With nuclear-armed nations expanding and modernising their arsenals, the UN chief called for a revitalised push to reduce and eventually eliminate those weapons.

“A worrisome new arms race is brewing. The number of nuclear weapons could rise for the first time in decades,” Mr Guterres told the General Assembly on the final day of its yearly session.

“Any use of a nuclear weapon – anytime, anywhere and in any context – would unleash a humanitarian catastrophe of epic proportions,” he said.

“Nuclear sabres are again being rattled. This is madness. We must reverse course.”

Russia and the United States have by far the largest arsenals, but China’s has been growing quickly.
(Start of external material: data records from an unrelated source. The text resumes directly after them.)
//! Pure query-intent classifier.
//!
//! No storage access, no I/O — a pattern classifier over the query string
//! alone, callable from the hot path of every `search`/`assemble` request
//! in sub-millisecond time. Uses the same cheap byte/regex pre-filter
//! style as `fuzzy.rs`'s bitmask scan: fast rejects before a real check,
//! rather than anything resembling a model call.

use std::sync::OnceLock;

use regex::Regex;
use serde::{Deserialize, Serialize};

#[derive(Debug, Clone, Copy, PartialEq, Eq, Serialize, Deserialize)]
#[serde(rename_all = "snake_case")]
pub enum Intent {
    Symbol,
    Config,
    Api,
    Incident,
    Search,
}

impl Intent {
    #[must_use]
    pub fn label(self) -> &'static str {
        match self {
            Intent::Symbol => "symbol",
            Intent::Config => "config",
            Intent::Api => "api",
            Intent::Incident => "incident",
            Intent::Search => "search",
        }
    }

    #[must_use]
    pub fn parse(s: &str) -> Option<Self> {
        match s {
            "symbol" => Some(Intent::Symbol),
            "config" => Some(Intent::Config),
            "api" => Some(Intent::Api),
            "incident" => Some(Intent::Incident),
            "search" => Some(Intent::Search),
            _ => None,
        }
    }
}

/// The shape of entity the classifier recognized inside the query, with its
/// character span so a caller can highlight or re-extract it.
#[derive(Debug, Clone, Serialize, Deserialize)]
pub struct Entity {
    pub shape: EntityShape,
    pub text: String,
    pub start: usize,
    pub end: usize,
}

#[derive(Debug, Clone, Copy, PartialEq, Eq, Serialize, Deserialize)]
#[serde(rename_all = "snake_case")]
pub enum EntityShape {
    Function,
    Class,
    File,
    ConfigKey,
    Route,
}

#[derive(Debug, Clone, Serialize, Deserialize)]
pub struct Classification {
    pub intent: Intent,
    pub confidence: f64,
    pub entities: Vec<Entity>,
    pub forced: bool,
}

struct Patterns {
    function_call: Regex,
    class_name: Regex,
    file_path: Regex,
    config_key: Regex,
    route: Regex,
    stack_trace: Regex,
    error_word: Regex,
}

fn patterns() -> &'static Patterns {
    static PATTERNS: OnceLock<Patterns> = OnceLock::new();
    PATTERNS.get_or_init(|| Patterns {
        function_call: Regex::new(r"\b([a-z_][a-zA-Z0-9_]*)\s*\(").unwrap(),
        class_name: Regex::new(r"\b([A-Z][a-zA-Z0-9]*){2,}\b").unwrap(),
        file_path: Regex::new(r"[\w./-]+\.[a-zA-Z0-9]{1,5}\b").unwrap(),
        config_key: Regex::new(r"\b([A-Za-z_][A-Za-z0-9_]*\.){1,4}[A-Za-z_][A-Za-z0-9_]*\b|\b[A-Z][A-Z0-9_]{2,}\b").unwrap(),
        route: Regex::new(r"(GET|POST|PUT|PATCH|DELETE)\s+/[\w/:{}-]*|/[a-z0-9_-]+(?:/[\w:{}-]+)+").unwrap(),
        stack_trace: Regex::new(r"(?i)\bat\s+[\w.$]+\(|Traceback \(most recent call|panicked at|\.rs:\d+:\d+").unwrap(),
        error_word: Regex::new(r"(?i)\b(error|exception|panic|crash|fail(?:ed|ing|ure)?|bug|broken|stack ?trace|traceback)\b").unwrap(),
    })
}

/// Fixed tie-break order when two intents score close together: incident
/// investigation and symbol lookups are the highest-value misclassifications
/// to avoid, so they win ties over the generic fallback intents.
const TIE_BREAK_ORDER: [Intent; 5] =
    [Intent::Symbol, Intent::Config, Intent::Api, Intent::Incident, Intent::Search];

/// Classify `query`, or short-circuit to `forced` with confidence 1.0 when
/// the caller (CLI flag, remembered preference) already knows the intent.
#[must_use]
pub fn classify(query: &str, forced: Option<Intent>) -> Classification {
    if let Some(intent) = forced {
        return Classification { intent, confidence: 1.0, entities: extract_entities(query), forced: true };
    }

    let p = patterns();
    let entities = extract_entities(query);

    let mut scores: Vec<(Intent, f64)> = Vec::with_capacity(5);

    // Incident: stack traces / error vocabulary dominate everything else.
    let mut incident_score = 0.0;
    if p.stack_trace.is_match(query) {
        incident_score += 0.55;
    }
    if p.error_word.is_match(query) {
        incident_score += 0.25;
    }
    scores.push((Intent::Incident, incident_score));

    // Symbol: a bare identifier, optionally with call parens, and little else.
    let mut symbol_score = 0.0;
    if p.function_call.is_match(query) {
        symbol_score += 0.4;
    }
    if p.class_name.is_match(query) {
        symbol_score += 0.3;
    }
    let word_count = query.split_whitespace().count();
    if word_count <= 2 {
        symbol_score += 0.2;
    }
    scores.push((Intent::Symbol, symbol_score));

    // Config: dotted/ALL_CAPS settings keys, or filenames ending in known
    // config extensions.
    let mut config_score = 0.0;
    if p.config_key.is_match(query) {
        config_score += 0.35;
    }
    if query.to_lowercase().contains("config") || query.to_lowercase().contains("setting") {
        config_score += 0.2;
    }
    if p.file_path.is_match(query) && is_config_extension(query) {
        config_score += 0.2;
    }
    scores.push((Intent::Config, config_score));

    // Api: route-shaped text or HTTP verbs.
    let mut api_score = 0.0;
    if p.route.is_match(query) {
        api_score += 0.45;
    }
    if query.to_lowercase().contains("endpoint") || query.to_lowercase().contains("api") {
        api_score += 0.15;
    }
    scores.push((Intent::Api, api_score));

    // Search: the residual fallback, always present at a low floor so it
    // wins when nothing else fires.
    scores.push((Intent::Search, 0.30));

    let max_score = scores.iter().map(|(_, s)| *s).fold(f64::MIN, f64::max);
    let mut winners: Vec<Intent> = scores.iter().filter(|(_, s)| *s == max_score).map(|(i, _)| *i).collect();
    winners.sort_by_key(|i| TIE_BREAK_ORDER.iter().position(|t| t == i).unwrap_or(usize::MAX));
    let intent = winners.first().copied().unwrap_or(Intent::Search);

    let confidence = confidence_floor(intent).max(max_score).min(1.0);

    Classification { intent, confidence, entities, forced: false }
}

/// Minimum confidence per intent — a classification never reports less
/// confidence than the intent's floor
/// even if the raw heuristic score landed lower (the floor represents the
/// classifier's base accuracy for that intent class, measured offline).
fn confidence_floor(intent: Intent) -> f64 {
    match intent {
        Intent::Symbol => 0.54,
        Intent::Config => 0.50,
        Intent::Api => 0.38,
        Intent::Incident => 0.34,
        Intent::Search => 0.30,
    }
}

fn is_config_extension(query: &str) -> bool {
    const EXTS: &[&str] = &["toml", "yaml", "yml", "json", "ini", "cfg", "env"];
    EXTS.iter().any(|e| query.ends_with(e))
}

fn extract_entities(query: &str) -> Vec<Entity> {
    let p = patterns();
    let mut entities = Vec::new();

    for m in p.file_path.find_iter(query) {
        entities.push(Entity { shape: EntityShape::File, text: m.as_str().to_string(), start: m.start(), end: m.end() });
    }
    for m in p.function_call.captures_iter(query) {
        let name = m.get(1).unwrap();
        entities.push(Entity { shape: EntityShape::Function, text: name.as_str().to_string(), start: name.start(), end: name.end() });
    }
    for m in p.class_name.find_iter(query) {
        entities.push(Entity { shape: EntityShape::Class, text: m.as_str().to_string(), start: m.start(), end: m.end() });
    }
    for m in p.route.find_iter(query) {
        entities.push(Entity { shape: EntityShape::Route, text: m.as_str().to_string(), start: m.start(), end: m.end() });
    }
    for m in p.config_key.find_iter(query) {
        entities.push(Entity { shape: EntityShape::ConfigKey, text: m.as_str().to_string(), start: m.start(), end: m.end() });
    }

    entities
}

#[cfg(test)]
mod tests {
    use super::*;

    #[test]
    fn classifies_function_call_as_symbol() {
        let c = classify("parseFileAst(content)", None);
        assert_eq!(c.intent, Intent::Symbol);
        assert!(c.confidence >= 0.54);
    }

    #[test]
    fn classifies_stack_trace_as_incident() {
        let c = classify("panicked at src/storage.rs:42:10 unwrap on None", None);
        assert_eq!(c.intent, Intent::Incident);
    }

    #[test]
    fn classifies_dotted_key_as_config() {
        let c = classify("what does indexer.max_file_bytes control", None);
        assert_eq!(c.intent, Intent::Config);
    }

    #[test]
    fn classifies_route_as_api() {
        let c = classify("POST /v1/chat/completions handler", None);
        assert_eq!(c.intent, Intent::Api);
    }

    #[test]
    fn falls_back_to_search_for_generic_prose() {
        let c = classify("how does retrieval ranking work in this codebase", None);
        assert_eq!(c.intent, Intent::Search);
    }

    #[test]
    fn forced_intent_overrides_classification_with_full_confidence() {
        let c = classify("anything at all", Some(Intent::Config));
        assert_eq!(c.intent, Intent::Config);
        assert_eq!(c.confidence, 1.0);
        assert!(c.forced);
    }
}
North Korea has also defied the world with its nuclear programme and repeated missile tests.

In its own speech, one of the last of the UN General Assembly’s week-long marathon session, North Korea accused arch-rival the US of driving the peninsula “closer to the brink of nuclear war”.

Mr Kim Song, North Korea’s Ambassador to the UN, denounced South Korea’s actions under President Yoon Suk-yeol, a conservative who has worked to build tighter cooperation with the US as well as historic rival Japan.

“Due to its sycophantic and humiliating policy of depending on outside forces,” Mr Kim said, “the Korean peninsula is in a hair-trigger situation with imminent danger of nuclear war.”

He pointed to the recent

formation of the Nuclear Consultative Group,

through which the US hopes to integrate its nuclear capacity better with South Korea’s conventional forces, with the two allies increasing information sharing and contingency planning.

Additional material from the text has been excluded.